Marcello si nutre tantissimo di musica e di immagini e riesce a farti vedere la realtà con poche parole e, per esempio, utilizzando i quadri. Per lui credo che tutti noi fossimo una composizione pittorica quindi, tornando alla fisicità di cui tu mi parlavi, lui mi ha reso consapevole della mia cosiddetta “antichità”, nel senso che è raro trovare un’attrice siciliana con la pelle chiara e i colori degli occhi e dei capelli molto scuri.

Mi ero segnato, infatti, che il viso e l’incarnato ti dava la possibilità di essere al tempo stesso antica e moderna, alternativamente nel passato e nel presente.

Essere accostata al passato è una cosa che mi piace molto perché mia nonna mi dice che io sarei dovuta nascere in un’altra epoca, che non sono una ragazza moderna, nel senso che mi piace divertirmi, ma senza uscire spesso a bere o a fare festa. Ascolto spesso la musica classica, la lirica, oppure guardo il cinema classico, dunque fare un film in pellicola è stato davvero un regalo da parte di Pietro.

Parlando del tuo lavoro con Luca Marinelli, volevo chiederti se in qualche modo l’ammirazione verso di lui l’hai travasata in quella che Margherita nutre nei confronti di Martin Eden.

No. Io ammiro tantissimo il curriculum di Luca, ho visto tutti i suoi film e lo considero un fuoriclasse, tanto che quando ho scoperto che sarebbe stato lui a interpretare il protagonista devo dirti che più che emozionata ero un po’ spaventata. Quando l’ho incontrato, l’umanità e la generosità che mi ha dimostrato hanno eliminato in me qualsiasi titubanza. Dunque, è stato come incontrare uno sconosciuto e non Luca Marinelli. Tra l’altro, penso che se lui avesse percepito anche solo per un momento un atteggiamento da fan e non da attrice, penso che ne sarebbe rimasto anche un po’ infastidito.

Anche a te chiedo quali sono i film e gli attori che prediligi.

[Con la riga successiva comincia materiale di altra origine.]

use crate::errors::{PlonkError, Result};
use crate::plonk::indexer::{PlonkVK, PlonkVerifierParams, ProofEvaluations};
use crate::poly_commit::pcs::{HomomorphicPolyComElem, PolyComScheme};
use kestrel_algebra::prelude::*;

/// The data structure for challenges in Plonk.
#[derive(Debug, Clone, Copy, PartialEq, Eq)]
pub struct PlonkChallenges<F> {
    /// The permutation challenge.
    pub gamma: F,
    /// The constraint folding challenge.
    pub alpha: F,
    /// The evaluation point.
    pub zeta: F,
}

/// Return `(\zeta^n, Z_H(\zeta) = \zeta^n - 1)`, rejecting \zeta in the domain.
pub(crate) fn vanishing_eval<F: Scalar>(zeta: &F, n: usize) -> Result<(F, F)> {
    let zeta_n = zeta.pow(&[n as u64]);
    let z_h_eval_zeta = zeta_n.sub(&F::one());
    if z_h_eval_zeta.is_zero() {
        return Err(PlonkError::DivisionByZero);
    }
    Ok((zeta_n, z_h_eval_zeta))
}

/// Compute `PI(\zeta) = \sum_i w_i L_i(\zeta)` and `L_0(\zeta)`, where
/// `L_i` is the i-th Lagrange basis polynomial of the domain.
///
/// Starts from `L_0(\zeta) = (\zeta^n - 1) / (n (\zeta - 1))` and walks
/// `L_{i+1}(\zeta) = L_i(\zeta) \omega (\zeta - \omega^i) / (\zeta - \omega^{i+1})`,
/// one inversion per public input.
pub fn eval_pi_poly<C, F: Scalar>(
    verifier_params: &PlonkVerifierParams<C, F>,
    public_inputs: &[F],
    zeta: &F,
) -> Result<(F, F)> {
    let one = F::one();
    let z_h_eval_zeta = zeta.pow(&[verifier_params.size as u64]).sub(&one);

    let mut denominator = zeta.sub(&one);
    let denominator_inv = denominator.inv().map_err(|_| PlonkError::DivisionByZero)?;
    let first_lagrange_eval_zeta = z_h_eval_zeta
        .mul(&denominator_inv)
        .mul(&verifier_params.size_inv);

    let mut eval = F::zero();
    let mut lagrange = first_lagrange_eval_zeta;
    let mut root_to_i = one;
    for (i, public_value) in public_inputs.iter().enumerate() {
        eval.add_assign(&lagrange.mul(public_value));
        if i + 1 == public_inputs.len() {
            break;
        }
        // denominator holds \zeta - \omega^i here
        root_to_i.mul_assign(&verifier_params.generator);
        let next_denominator = zeta.sub(&root_to_i);
        let next_denominator_inv = next_denominator
            .inv()
            .map_err(|_| PlonkError::DivisionByZero)?;
        lagrange = lagrange
            .mul(&verifier_params.generator)
            .mul(&denominator)
            .mul(&next_denominator_inv);
        denominator = next_denominator;
    }
    Ok((eval, first_lagrange_eval_zeta))
}

/// Check the claimed quotient evaluation:
/// ```text
///     H(\zeta) = (r(\zeta) + PI(\zeta)
///                 + \alpha Z(\zeta\omega) (a + S1 + \gamma)(b + S2 + \gamma)(c + \gamma)
///                 - \alpha^2 L_0(\zeta)) / (\zeta^n - 1)
/// ```
pub fn check_quotient_eval<F: Scalar>(
    evals: &ProofEvaluations<F>,
    challenges: &PlonkChallenges<F>,
    pi_eval_zeta: &F,
    first_lagrange_eval_zeta: &F,
    z_h_eval_zeta: &F,
) -> Result<()> {
    let gamma = &challenges.gamma;
    let alpha = &challenges.alpha;
    let [a, b, c] = &evals.wires;
    let [s1, s2] = &evals.sigmas;

    let t1 = alpha
        .mul(&evals.zu)
        .mul(&a.add(s1).add(gamma))
        .mul(&b.add(s2).add(gamma))
        .mul(&c.add(gamma));
    let t2 = alpha.square().mul(first_lagrange_eval_zeta);

    let z_h_inv = z_h_eval_zeta
        .inv()
        .map_err(|_| PlonkError::DivisionByZero)?;
    let expected = evals
        .linearized
        .add(pi_eval_zeta)
        .add(&t1)
        .sub(&t2)
        .mul(&z_h_inv);

    if expected != evals.quotient {
        return Err(PlonkError::QuotientMismatch);
    }
    Ok(())
}

/// Compute the linearization polynomial or its commitment:
/// ```text
///     a Ql + b Qr + ab Qm + c Qo + Qk
///     + \alpha Z(\zeta\omega) (a + S1 + \gamma)(b + S2 + \gamma) S3
///     + (\alpha^2 L_0(\zeta) - \alpha (a + \zeta + \gamma)(b + u\zeta + \gamma)(c + u^2\zeta + \gamma)) Z
/// ```
pub(crate) fn r_poly_or_comm<F: Scalar, PCSType: HomomorphicPolyComElem<Scalar = F>>(
    q_polys_or_comms: &[PCSType],
    last_s_poly_or_comm: &PCSType,
    z_poly_or_comm: &PCSType,
    evals: &ProofEvaluations<F>,
    challenges: &PlonkChallenges<F>,
    first_lagrange_eval_zeta: &F,
    shifter: &[F; 2],
) -> PCSType {
    let gamma = &challenges.gamma;
    let alpha = &challenges.alpha;
    let zeta = &challenges.zeta;
    let [a, b, c] = &evals.wires;
    let [s1, s2] = &evals.sigmas;

    // 1. the gate, with the selector multipliers a, b, ab, c, 1
    let multipliers = [*a, *b, a.mul(b), *c, F::one()];
    let mut l = PCSType::get_identity();
    for (q, w) in q_polys_or_comms.iter().zip(multipliers.iter()) {
        l.add_assign(&q.mul(w));
    }

    // 2. the last permutation polynomial
    let s_last_scalar = alpha
        .mul(&evals.zu)
        .mul(&a.add(s1).add(gamma))
        .mul(&b.add(s2).add(gamma));
    l.add_assign(&last_s_poly_or_comm.mul(&s_last_scalar));

    // 3. the accumulator
    let id_product = alpha
        .mul(&a.add(zeta).add(gamma))
        .mul(&b.add(&shifter[0].mul(zeta)).add(gamma))
        .mul(&c.add(&shifter[1].mul(zeta)).add(gamma));
    let z_scalar = alpha
        .square()
        .mul(first_lagrange_eval_zeta)
        .sub(&id_product);
    l.add_assign(&z_poly_or_comm.mul(&z_scalar));
    l
}

/// Compute the commitment of the linearization polynomial.
pub fn r_commitment<PCS: PolyComScheme>(
    verifier_params: &PlonkVK<PCS>,
    cm_z: &PCS::Commitment,
    evals: &ProofEvaluations<PCS::Field>,
    challenges: &PlonkChallenges<PCS::Field>,
    first_lagrange_eval_zeta: &PCS::Field,
) -> PCS::Commitment {
    r_poly_or_comm::<PCS::Field, PCS::Commitment>(
        &verifier_params.cm_q_vec,
        &verifier_params.cm_s_vec[2],
        cm_z,
        evals,
        challenges,
        first_lagrange_eval_zeta,
        &verifier_params.shifter,
    )
}

/// Fold the split quotient as `(H2 \zeta^{n+2} + H1) \zeta^{n+2} + H0`.
pub fn fold_quotient_commitments<F: Scalar, PCSType: HomomorphicPolyComElem<Scalar = F>>(
    h_polys_or_comms: &[PCSType; 3],
    zeta_n_plus_two: &F,
) -> PCSType {
    let [h0, h1, h2] = h_polys_or_comms;
    let mut folded = h2.mul(zeta_n_plus_two);
    folded.add_assign(h1);
    folded.mul_assign(zeta_n_plus_two);
    folded.add_assign(h0);
    folded
}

Intanto, sono un’ammiratrice di Bertolucci e poi di Woody Allen, di cui ho amato molto Vicky, Cristina, Barcellona, in cui ci sono due dei miei idoli e cioè Javier Bardem e Penelope Cruz. Forse non è un caso che uno dei miei sogni è lavorare in film di lingua spagnola che studio da quando avevo tredici anni.

Tra l’altro, ho letto che stai girando il nuovo film di Ficarra e Picone.

Si, ho da poco finito le riprese e devo dirti che anche lì non mi vedrai molto moderna (ride, ndr). Ci risentiremo e mi dirai che avevi ragione tu.